Linking 3D Soil Structure and Plant-Microbe-Soil Carbon Transfer in the Rhizosphere

Abstract

Plant roots are major transmitters of atmospheric carbon into soil. The rhizosphere, the soil volume around living roots influenced by root activities, represents hotspots for organic carbon inputs, microbial activity, and carbon turnover. Rhizosphere processes remain poorly understood and the observation of key mechanisms for carbon transfer and protection in intact rhizosphere microenvironments are challenging. We deciphered the fate of photosynthesis-derived organic carbon (OC) in intact wheat rhizosphere, combining stable isotope labeling at field scale with high-resolution 3D-imaging. We used nano-scale secondary ion mass spectrometry and focus ion beam-scanning electron microscopy to generate insights into rhizosphere processes at nanometer scale. In immature wheat roots, the carbon circulated through the apoplastic pathway, via cell walls, from the stele to the cortex. The carbon was transferred to substantial microbial communuties, mainly represented by bacteria surrounding peripheral root cells. Iron oxides formed bridges between roots and bigger mineral particles, such as quartz, and surrounded bacteria in microaggregates close to the root surface. Some microaggregates were also intimately associated with the fungal hyphae surface.

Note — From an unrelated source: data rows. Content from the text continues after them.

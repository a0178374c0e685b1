use thiserror::Error;

/// Errors raised while serving a request. They travel back to the client as
/// `error` responses carrying the display text.
#[derive(Debug, Error)]
pub enum WorkerError {
    #[error("No DB for this session.")]
    NoSession,

    #[error("Seed is not a SQLite database image ({len} bytes, header {header:?})")]
    InvalidSeed { len: usize, header: String },

    #[error(transparent)]
    Sqlite(#[from] rusqlite::Error),

    #[error("I/O failure: {0}")]
    Io(#[from] std::io::Error),
}
//! Output formatters for CLI results.

pub mod json;
pub mod table;

pub use json::to_json;
pub use table::{format_details, format_objects, format_outcomes, format_suggestions};

use serde::Serialize;
use sqlbook_core::{ObjectDetails, QueryResult};

/// What one statement of an exercise produced.
#[derive(Debug, Clone, Serialize)]
#[serde(rename_all = "camelCase")]
pub struct StatementOutcome {
    pub sql: String,
    #[serde(skip_serializing_if = "Option::is_none")]
    pub result: Option<QueryResult>,
    #[serde(skip_serializing_if = "Option::is_none")]
    pub error: Option<String>,
}

impl StatementOutcome {
    pub fn ok(sql: impl Into<String>, result: QueryResult) -> Self {
        Self {
            sql: sql.into(),
            result: Some(result),
            error: None,
        }
    }

    pub fn failed(sql: impl Into<String>, message: impl Into<String>) -> Self {
        Self {
            sql: sql.into(),
            result: None,
            error: Some(message.into()),
        }
    }
}

/// A described table or view together with its first rows.
#[derive(Debug, Clone, Serialize)]
#[serde(rename_all = "camelCase")]
pub struct ObjectReport {
    #[serde(flatten)]
    pub details: ObjectDetails,
    pub preview: QueryResult,
}
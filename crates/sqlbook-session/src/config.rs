//! Session configuration.

use std::time::Duration;

use serde::{Deserialize, Serialize};

use crate::error::SessionError;

/// Tunables for one exercise session. Every field has a default, so an empty
/// TOML document is a valid configuration.
#[derive(Debug, Clone, PartialEq, Eq, Serialize, Deserialize)]
#[serde(rename_all = "camelCase", default, deny_unknown_fields)]
pub struct SessionConfig {
    /// Session id sent on every engine request.
    pub session_id: String,
    pub request_timeout_ms: u64,
    /// Row cap for exercise queries.
    pub exec_row_limit: usize,
    /// Row cap for each `PRAGMA table_info` issued while building the catalog.
    pub catalog_row_limit: usize,
    /// Rows fetched when previewing a table or view in the schema browser.
    pub preview_row_limit: usize,
}

impl Default for SessionConfig {
    fn default() -> Self {
        Self {
            session_id: "shared".to_string(),
            request_timeout_ms: 5_000,
            exec_row_limit: 500,
            catalog_row_limit: 1_000,
            preview_row_limit: 100,
        }
    }
}

impl SessionConfig {
    pub fn from_toml_str(source: &str) -> Result<Self, SessionError> {
        let config: Self =
            toml::from_str(source).map_err(|err| SessionError::Config(err.to_string()))?;
        config.validate()?;
        Ok(config)
    }

    pub fn request_timeout(&self) -> Duration {
        Duration::from_millis(self.request_timeout_ms)
    }

    fn validate(&self) -> Result<(), SessionError> {
        if self.session_id.is_empty() {
            return Err(SessionError::Config("sessionId must not be empty".to_string()));
        }
        if self.request_timeout_ms == 0 {
            return Err(SessionError::Config(
                "requestTimeoutMs must be greater than zero".to_string(),
            ));
        }
        Ok(())
    }
}
use crate::error::ParseError;
use sqlparser::ast::Statement;
use sqlparser::dialect::SQLiteDialect;
use sqlparser::keywords::Keyword;
use sqlparser::parser::Parser;
use sqlparser::tokenizer::{Location, Token, TokenWithSpan, Tokenizer};

/// Parse SQL with the SQLite dialect.
pub fn parse_sql(sql: &str) -> Result<Vec<Statement>, ParseError> {
    Ok(Parser::parse_sql(&SQLiteDialect {}, sql)?)
}

/// Whether a script contains a statement that changes the schema
/// (`CREATE`, `DROP` or `ALTER`).
///
/// Looks at the first word of every statement so scripts that do not parse
/// in full still count. Falls back to a plain `;` split when the script
/// cannot even be tokenized (e.g. an unterminated string).
pub fn changes_schema(sql: &str) -> bool {
    let dialect = SQLiteDialect {};
    let Ok(tokens) = Tokenizer::new(&dialect, sql).tokenize() else {
        return sql.split(';').any(|statement| {
            statement
                .split_whitespace()
                .next()
                .is_some_and(is_schema_keyword_text)
        });
    };

    let mut at_statement_start = true;
    for token in tokens {
        match token {
            Token::Whitespace(_) => {}
            Token::SemiColon => at_statement_start = true,
            Token::Word(word) if at_statement_start => {
                if matches!(word.keyword, Keyword::CREATE | Keyword::DROP | Keyword::ALTER) {
                    return true;
                }
                at_statement_start = false;
            }
            _ => at_statement_start = false,
        }
    }
    false
}

/// Split a script into statements on top-level `;`.
///
/// Semicolons inside literals, quoted names and comments do not split.
/// Statements are cut from the original text, so quoting and escapes come
/// back exactly as written. Statements holding only whitespace and comments
/// are skipped. A script that cannot be tokenized comes back whole.
pub fn split_statements(sql: &str) -> Vec<String> {
    let dialect = SQLiteDialect {};
    let Ok(tokens) = Tokenizer::new(&dialect, sql).tokenize_with_location() else {
        let whole = sql.trim();
        return if whole.is_empty() {
            Vec::new()
        } else {
            vec![whole.to_string()]
        };
    };

    let line_starts = line_start_offsets(sql);
    let mut statements = Vec::new();
    let mut start = 0;
    let mut has_code = false;
    for TokenWithSpan { token, span } in tokens {
        match token {
            Token::SemiColon => {
                let end = location_to_offset(sql, &line_starts, span.start).max(start);
                if has_code {
                    statements.push(sql[start..end].trim().to_string());
                }
                start = (end + 1).min(sql.len());
                has_code = false;
            }
            Token::Whitespace(_) | Token::EOF => {}
            _ => has_code = true,
        }
    }
    if has_code {
        statements.push(sql[start..].trim().to_string());
    }
    statements
}

/// Byte offset of the first character of every line.
fn line_start_offsets(sql: &str) -> Vec<usize> {
    std::iter::once(0)
        .chain(sql.match_indices('\n').map(|(idx, _)| idx + 1))
        .collect()
}

/// Byte offset of a tokenizer location (1-based line, 1-based column in
/// characters). Clamped to the end of the text.
fn location_to_offset(sql: &str, line_starts: &[usize], location: Location) -> usize {
    let line = usize::try_from(location.line).unwrap_or(usize::MAX);
    let Some(&line_start) = line.checked_sub(1).and_then(|idx| line_starts.get(idx)) else {
        return sql.len();
    };
    let column = usize::try_from(location.column).unwrap_or(usize::MAX);
    sql[line_start..]
        .char_indices()
        .nth(column.saturating_sub(1))
        .map_or(sql.len(), |(idx, _)| line_start + idx)
}

fn is_schema_keyword_text(word: &str) -> bool {
    ["CREATE", "DROP", "ALTER"]
        .iter()
        .any(|keyword| word.eq_ignore_ascii_case(keyword))
}
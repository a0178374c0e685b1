//! Reading exercise files, seeds and configuration.

use anyhow::{Context, Result};
use sqlbook_core::Seed;
use sqlbook_session::SessionConfig;
use sqlbook_worker::SQLITE_HEADER;
use std::fs;
use std::path::Path;

/// Read an exercise or buffer file.
pub fn read_sql(path: &Path) -> Result<String> {
    fs::read_to_string(path).with_context(|| format!("Failed to read file: {}", path.display()))
}

/// Load a seed. Files starting with the SQLite header are database images;
/// anything else is read as a SQL script.
pub fn read_seed(path: &Path) -> Result<Seed> {
    let bytes =
        fs::read(path).with_context(|| format!("Failed to read seed: {}", path.display()))?;
    if bytes.starts_with(SQLITE_HEADER) {
        return Ok(Seed::Database(bytes));
    }
    let script = String::from_utf8(bytes).with_context(|| {
        format!(
            "Seed is neither a SQLite database nor UTF-8 SQL: {}",
            path.display()
        )
    })?;
    Ok(Seed::Sql(script))
}

/// Load the session configuration, or the defaults when no file is given.
pub fn load_config(path: Option<&Path>, timeout_ms: Option<u64>) -> Result<SessionConfig> {
    let mut config = match path {
        Some(path) => {
            let source = fs::read_to_string(path)
                .with_context(|| format!("Failed to read config: {}", path.display()))?;
            SessionConfig::from_toml_str(&source)
                .with_context(|| format!("Invalid config: {}", path.display()))?
        }
        None => SessionConfig::default(),
    };
    if let Some(timeout_ms) = timeout_ms {
        config.request_timeout_ms = timeout_ms;
    }
    Ok(config)
}

#[cfg(test)]
mod tests {
    use super::*;
    use std::io::Write;
    use tempfile::NamedTempFile;

    #[test]
    fn test_read_sql_seed() {
        let mut file = NamedTempFile::new().unwrap();
        write!(file, "CREATE TABLE t (x);").unwrap();
        assert_eq!(
            read_seed(file.path()).unwrap(),
            Seed::Sql("CREATE TABLE t (x);".to_string())
        );
    }

    #[test]
    fn test_read_database_seed() {
        let file = NamedTempFile::new().unwrap();
        {
            let conn = rusqlite::Connection::open(file.path()).unwrap();
            conn.execute_batch("CREATE TABLE t (x);").unwrap();
        }
        assert!(matches!(read_seed(file.path()).unwrap(), Seed::Database(_)));
    }

    #[test]
    fn test_missing_file_names_path() {
        let err = read_sql(Path::new("/nonexistent/ex.sql")).unwrap_err();
        assert!(format!("{err:#}").contains("/nonexistent/ex.sql"));
    }

    #[test]
    fn test_config_with_timeout_override() {
        let mut file = NamedTempFile::new().unwrap();
        write!(file, "sessionId = \"ch1\"\nrequestTimeoutMs = 100").unwrap();
        let config = load_config(Some(file.path()), Some(250)).unwrap();
        assert_eq!(config.session_id, "ch1");
        assert_eq!(config.request_timeout_ms, 250);
    }

    #[test]
    fn test_default_config() {
        assert_eq!(load_config(None, None).unwrap(), SessionConfig::default());
    }
}
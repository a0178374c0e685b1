//! Messages exchanged with the SQL engine worker.
//!
//! Every request names the session it targets (`id`) and carries a
//! correlation token (`client`) that the worker echoes on the matching
//! response. Clients drop responses whose token they do not recognize.

use schemars::JsonSchema;
use serde::{Deserialize, Serialize};

use crate::catalog::SchemaObject;

/// Initial database contents for a session.
#[derive(Debug, Clone, PartialEq, Eq, Serialize, Deserialize, JsonSchema)]
#[serde(rename_all = "camelCase")]
pub enum Seed {
    /// SQL script executed against an empty database.
    Sql(String),
    /// Raw SQLite database file image.
    Database(Vec<u8>),
}

#[derive(Debug, Clone, PartialEq, Eq, Serialize, Deserialize, JsonSchema)]
#[serde(tag = "type", content = "payload", rename_all = "camelCase")]
pub enum RequestBody {
    Init {
        #[serde(default, skip_serializing_if = "Option::is_none")]
        seed: Option<Seed>,
    },
    Reset {
        #[serde(default, skip_serializing_if = "Option::is_none")]
        seed: Option<Seed>,
    },
    Schema,
    Exec {
        sql: String,
        #[serde(default, skip_serializing_if = "Option::is_none")]
        limit: Option<usize>,
    },
}

impl RequestBody {
    /// Short name used when minting correlation tokens and in logs.
    pub fn kind(&self) -> &'static str {
        match self {
            Self::Init { .. } => "init",
            Self::Reset { .. } => "reset",
            Self::Schema => "schema",
            Self::Exec { .. } => "exec",
        }
    }
}

#[derive(Debug, Clone, PartialEq, Eq, Serialize, Deserialize, JsonSchema)]
#[serde(rename_all = "camelCase")]
pub struct EngineRequest {
    /// Session the request targets.
    pub id: String,
    /// Correlation token echoed on the response.
    pub client: String,
    pub body: RequestBody,
}

/// Tabular result of an `exec` request.
#[derive(Debug, Clone, PartialEq, Serialize, Deserialize, JsonSchema, Default)]
#[serde(rename_all = "camelCase")]
pub struct QueryResult {
    pub columns: Vec<String>,
    pub rows: Vec<Vec<serde_json::Value>>,
    pub truncated: bool,
}

impl QueryResult {
    /// Single-cell `status` result used for statements without a result set.
    pub fn status(value: &str) -> Self {
        Self {
            columns: vec!["status".to_string()],
            rows: vec![vec![serde_json::Value::String(value.to_string())]],
            truncated: false,
        }
    }

    /// Index of a column by exact name.
    pub fn column_index(&self, name: &str) -> Option<usize> {
        self.columns.iter().position(|column| column == name)
    }
}

#[derive(Debug, Clone, PartialEq, Serialize, Deserialize, JsonSchema)]
#[serde(tag = "type", content = "payload", rename_all = "camelCase")]
pub enum ResponseBody {
    Result(QueryResult),
    Schema { objects: Vec<SchemaObject> },
    Error { message: String },
}

impl ResponseBody {
    pub fn kind(&self) -> &'static str {
        match self {
            Self::Result(_) => "result",
            Self::Schema { .. } => "schema",
            Self::Error { .. } => "error",
        }
    }
}

#[derive(Debug, Clone, PartialEq, Serialize, Deserialize, JsonSchema)]
#[serde(rename_all = "camelCase")]
pub struct EngineResponse {
    pub id: String,
    pub client: String,
    pub body: ResponseBody,
}

impl EngineResponse {
    pub fn reply(request: &EngineRequest, body: ResponseBody) -> Self {
        Self {
            id: request.id.clone(),
            client: request.client.clone(),
            body,
        }
    }
}
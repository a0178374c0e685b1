//! Statement shape extraction for completion.
//!
//! The parser's tree is walked once and reduced to the relations referenced
//! in `FROM`/`JOIN` clauses. The context analyzer only ever sees this flat
//! shape, never `sqlparser` types.
//!
//! Statements that do not parse even after patching (`... WHERE o.` while
//! typing) are scanned token by token instead, so aliases still resolve.

use std::collections::BTreeMap;

use sqlparser::ast::{
    ObjectName, Query, Select, SetExpr, Statement, TableFactor, TableWithJoins,
};
use sqlparser::dialect::SQLiteDialect;
use sqlparser::keywords::Keyword;
use sqlparser::tokenizer::{Token, Tokenizer, Word};

use super::parse_strategies::PLACEHOLDER_TABLE;

/// Maximum recursion depth for tree traversal.
const MAX_EXTRACTION_DEPTH: usize = 50;

/// A table or view referenced in a `FROM` or `JOIN` clause.
#[derive(Debug, Clone, PartialEq, Eq)]
pub struct RelationRef {
    /// Unqualified object name (last part of `db.table`).
    pub name: String,
    pub alias: Option<String>,
}

/// Relations of a statement in source order, subqueries included.
#[derive(Debug, Clone, Default, PartialEq, Eq)]
pub struct StatementShape {
    pub relations: Vec<RelationRef>,
}

impl StatementShape {
    /// Referenced object names in first-reference order, without duplicates
    /// and without the parse placeholder.
    pub fn used_tables(&self) -> Vec<String> {
        let mut tables: Vec<String> = Vec::new();
        for relation in &self.relations {
            if relation.name == PLACEHOLDER_TABLE || tables.contains(&relation.name) {
                continue;
            }
            tables.push(relation.name.clone());
        }
        tables
    }

    /// Alias to base object. A later alias of the same name wins.
    pub fn alias_map(&self) -> BTreeMap<String, String> {
        self.relations
            .iter()
            .filter(|relation| relation.name != PLACEHOLDER_TABLE)
            .filter_map(|relation| {
                relation
                    .alias
                    .as_ref()
                    .map(|alias| (alias.clone(), relation.name.clone()))
            })
            .collect()
    }
}

pub fn extract_statement_shape(statements: &[Statement]) -> StatementShape {
    let mut shape = StatementShape::default();
    for stmt in statements {
        extract_from_statement(stmt, &mut shape, 0);
    }
    shape
}

fn extract_from_statement(stmt: &Statement, shape: &mut StatementShape, depth: usize) {
    match stmt {
        Statement::Query(query) => extract_from_query(query, shape, depth),
        Statement::Insert(insert) => {
            if let Some(source) = &insert.source {
                extract_from_query(source, shape, depth);
            }
        }
        Statement::CreateTable(ct) => {
            if let Some(query) = &ct.query {
                extract_from_query(query, shape, depth);
            }
        }
        Statement::CreateView { query, .. } => extract_from_query(query, shape, depth),
        _ => {}
    }
}

fn extract_from_query(query: &Query, shape: &mut StatementShape, depth: usize) {
    if depth > MAX_EXTRACTION_DEPTH {
        return;
    }

    if let Some(with) = &query.with {
        for cte in &with.cte_tables {
            extract_from_query(&cte.query, shape, depth + 1);
        }
    }

    extract_from_set_expr(&query.body, shape, depth + 1);
}

fn extract_from_set_expr(set_expr: &SetExpr, shape: &mut StatementShape, depth: usize) {
    if depth > MAX_EXTRACTION_DEPTH {
        return;
    }

    match set_expr {
        SetExpr::Select(select) => extract_from_select(select, shape, depth),
        SetExpr::Query(query) => extract_from_query(query, shape, depth),
        SetExpr::SetOperation { left, right, .. } => {
            extract_from_set_expr(left, shape, depth + 1);
            extract_from_set_expr(right, shape, depth + 1);
        }
        _ => {}
    }
}

fn extract_from_select(select: &Select, shape: &mut StatementShape, depth: usize) {
    for table_with_joins in &select.from {
        extract_from_table_with_joins(table_with_joins, shape, depth);
    }
}

fn extract_from_table_with_joins(
    twj: &TableWithJoins,
    shape: &mut StatementShape,
    depth: usize,
) {
    extract_from_table_factor(&twj.relation, shape, depth);
    for join in &twj.joins {
        extract_from_table_factor(&join.relation, shape, depth);
    }
}

fn extract_from_table_factor(tf: &TableFactor, shape: &mut StatementShape, depth: usize) {
    if depth > MAX_EXTRACTION_DEPTH {
        return;
    }

    match tf {
        TableFactor::Table { name, alias, .. } => {
            // Relations without a usable name (and their aliases) are skipped.
            if let Some(base) = last_name_part(name) {
                shape.relations.push(RelationRef {
                    name: base,
                    alias: alias.as_ref().map(|a| a.name.value.clone()),
                });
            }
        }
        TableFactor::Derived { subquery, .. } => {
            extract_from_query(subquery, shape, depth + 1);
        }
        TableFactor::NestedJoin {
            table_with_joins, ..
        } => {
            extract_from_table_with_joins(table_with_joins, shape, depth + 1);
        }
        _ => {}
    }
}

fn last_name_part(name: &ObjectName) -> Option<String> {
    name.0
        .last()
        .and_then(|part| part.as_ident())
        .map(|ident| ident.value.clone())
        .filter(|value| !value.is_empty())
}

/// Token-level relation scan for statements without a tree.
///
/// Reads the object name after `FROM`, `JOIN` and `FROM`-list commas, plus an
/// optional (`AS`) alias. Parenthesized sources are skipped whole. Returns an
/// empty shape when the statement cannot be tokenized.
pub fn scan_statement_shape(statement: &str) -> StatementShape {
    let dialect = SQLiteDialect {};
    let Ok(tokens) = Tokenizer::new(&dialect, statement).tokenize() else {
        return StatementShape::default();
    };
    let tokens: Vec<Token> = tokens
        .into_iter()
        .filter(|token| !matches!(token, Token::Whitespace(_)))
        .collect();

    let mut shape = StatementShape::default();
    let mut in_from_clause = false;
    let mut expecting_table = false;
    let mut paren_depth = 0usize;
    let mut index = 0;

    while index < tokens.len() {
        let token = &tokens[index];

        if let Token::Word(word) = token {
            match word.keyword {
                Keyword::FROM => {
                    in_from_clause = true;
                    expecting_table = true;
                    paren_depth = 0;
                    index += 1;
                    continue;
                }
                Keyword::JOIN => {
                    expecting_table = true;
                    index += 1;
                    continue;
                }
                Keyword::WHERE
                | Keyword::GROUP
                | Keyword::ORDER
                | Keyword::HAVING
                | Keyword::LIMIT
                | Keyword::SELECT => {
                    in_from_clause = false;
                    expecting_table = false;
                }
                _ => {}
            }
        }

        if !expecting_table {
            match token {
                Token::LParen => paren_depth += 1,
                Token::RParen => paren_depth = paren_depth.saturating_sub(1),
                Token::Comma if in_from_clause && paren_depth == 0 => expecting_table = true,
                _ => {}
            }
            index += 1;
            continue;
        }

        if matches!(token, Token::LParen) {
            index = skip_parenthesized(&tokens, index);
            index = scan_alias(&tokens, index).1;
            expecting_table = false;
            continue;
        }

        let Some((name, after_name)) = scan_object_name(&tokens, index) else {
            index += 1;
            continue;
        };
        let (alias, after_alias) = scan_alias(&tokens, after_name);
        shape.relations.push(RelationRef { name, alias });
        index = after_alias;
        expecting_table = false;
    }

    shape
}

/// Index just past the parenthesis group opening at `start`.
fn skip_parenthesized(tokens: &[Token], start: usize) -> usize {
    let mut depth = 0usize;
    for (offset, token) in tokens[start..].iter().enumerate() {
        match token {
            Token::LParen => depth += 1,
            Token::RParen => {
                depth -= 1;
                if depth == 0 {
                    return start + offset + 1;
                }
            }
            _ => {}
        }
    }
    tokens.len()
}

/// `a.b.c` starting at `start`; yields the last part.
fn scan_object_name(tokens: &[Token], start: usize) -> Option<(String, usize)> {
    let mut last = None;
    let mut index = start;

    while let Some(Token::Word(word)) = tokens.get(index) {
        last = Some(word.value.clone());
        index += 1;
        if matches!(tokens.get(index), Some(Token::Period)) {
            index += 1;
            continue;
        }
        break;
    }

    last.filter(|name| !name.is_empty()).map(|name| (name, index))
}

fn scan_alias(tokens: &[Token], start: usize) -> (Option<String>, usize) {
    let mut index = start;

    if let Some(Token::Word(word)) = tokens.get(index) {
        if word.keyword == Keyword::AS && word.quote_style.is_none() {
            index += 1;
        }
    }

    match tokens.get(index) {
        Some(Token::Word(word)) if is_identifier_word(word) => {
            (Some(word.value.clone()), index + 1)
        }
        _ => (None, index),
    }
}

fn is_identifier_word(word: &Word) -> bool {
    word.quote_style.is_some() || word.keyword == Keyword::NoKeyword
}

#[cfg(test)]
mod tests {
    use super::*;
    use crate::parser::parse_sql;

    fn shape_of(sql: &str) -> StatementShape {
        extract_statement_shape(&parse_sql(sql).unwrap())
    }

    #[test]
    fn test_extract_table_aliases() {
        let shape = shape_of("SELECT * FROM users u JOIN orders o ON u.id = o.user_id");
        assert_eq!(shape.used_tables(), vec!["users", "orders"]);

        let aliases = shape.alias_map();
        assert_eq!(aliases.get("u").map(String::as_str), Some("users"));
        assert_eq!(aliases.get("o").map(String::as_str), Some("orders"));
    }

    #[test]
    fn test_extract_qualified_name_uses_last_part() {
        let shape = shape_of("SELECT * FROM main.users AS m");
        assert_eq!(shape.used_tables(), vec!["users"]);
        assert_eq!(shape.alias_map()["m"], "users");
    }

    #[test]
    fn test_extract_quoted_name() {
        let shape = shape_of("SELECT * FROM \"order items\" oi");
        assert_eq!(shape.used_tables(), vec!["order items"]);
        assert_eq!(shape.alias_map()["oi"], "order items");
    }

    #[test]
    fn test_extract_subquery_relations() {
        let shape = shape_of("SELECT * FROM (SELECT * FROM orders o) AS sub JOIN users u ON 1=1");
        assert_eq!(shape.used_tables(), vec!["orders", "users"]);
        assert!(!shape.alias_map().contains_key("sub"));
        assert_eq!(shape.alias_map()["o"], "orders");
    }

    #[test]
    fn test_extract_nested_join() {
        let shape = shape_of("SELECT * FROM (users u JOIN orders o ON u.id = o.user_id)");
        assert_eq!(shape.used_tables(), vec!["users", "orders"]);
    }

    #[test]
    fn test_extract_cte_and_union() {
        let shape = shape_of(
            "WITH recent AS (SELECT * FROM orders) \
             SELECT id FROM recent UNION SELECT id FROM users",
        );
        assert_eq!(shape.used_tables(), vec!["orders", "recent", "users"]);
    }

    #[test]
    fn test_used_tables_dedup_keeps_first_reference() {
        let shape = shape_of("SELECT * FROM users a JOIN orders o ON 1=1 JOIN users b ON 1=1");
        assert_eq!(shape.used_tables(), vec!["users", "orders"]);
        assert_eq!(shape.alias_map().len(), 3);
    }

    #[test]
    fn test_placeholder_is_dropped() {
        let shape = shape_of("SELECT * FROM users u JOIN _x_ ON 1=1");
        assert_eq!(shape.used_tables(), vec!["users"]);

        let shape = shape_of("SELECT id FROM _x_");
        assert!(shape.used_tables().is_empty());
        assert!(shape.alias_map().is_empty());
    }

    #[test]
    fn test_insert_select() {
        let shape = shape_of("INSERT INTO archive SELECT * FROM users WHERE id > 1");
        assert_eq!(shape.used_tables(), vec!["users"]);
    }

    #[test]
    fn test_scan_unparsable_statement() {
        let sql = "SELECT * FROM users u JOIN orders o ON u.id = o.user_id WHERE o.";
        let shape = scan_statement_shape(sql);
        assert_eq!(shape.used_tables(), vec!["users", "orders"]);
        assert_eq!(shape.alias_map()["o"], "orders");
        assert_eq!(shape.alias_map()["u"], "users");
    }

    #[test]
    fn test_scan_from_list_and_qualified_names() {
        let shape = scan_statement_shape("SELECT * FROM main.users AS m, orders WHERE m.");
        assert_eq!(
            shape.relations,
            vec![
                RelationRef {
                    name: "users".to_string(),
                    alias: Some("m".to_string()),
                },
                RelationRef {
                    name: "orders".to_string(),
                    alias: None,
                },
            ]
        );
    }

    #[test]
    fn test_scan_skips_subqueries_and_keyword_aliases() {
        let shape = scan_statement_shape(
            "SELECT * FROM (SELECT 1, 2) AS sub LEFT JOIN users ON users.id IN (1, 2) WHERE",
        );
        assert_eq!(shape.used_tables(), vec!["users"]);
        assert!(shape.alias_map().is_empty());
    }

    #[test]
    fn test_scan_untokenizable_is_empty() {
        assert!(scan_statement_shape("SELECT * FROM users WHERE name = 'open")
            .relations
            .is_empty());
    }

    #[test]
    fn test_non_query_statement_is_empty() {
        let shape = shape_of("CREATE TABLE t (id INTEGER)");
        assert!(shape.relations.is_empty());
    }
}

Based on these results, we propose a conceptual model depicting the fate of carbon at biogeochemical interfaces in the rhizosphere, at the forefront of growing roots. We observed complex interplays between vectors (roots, fungi, bacteria), transferring plant-derived OC into root-free soil and stabilizing agents (iron oxides, root and microorganism products), potentially protecting plant-derived OC within microaggregates in the rhizosphere.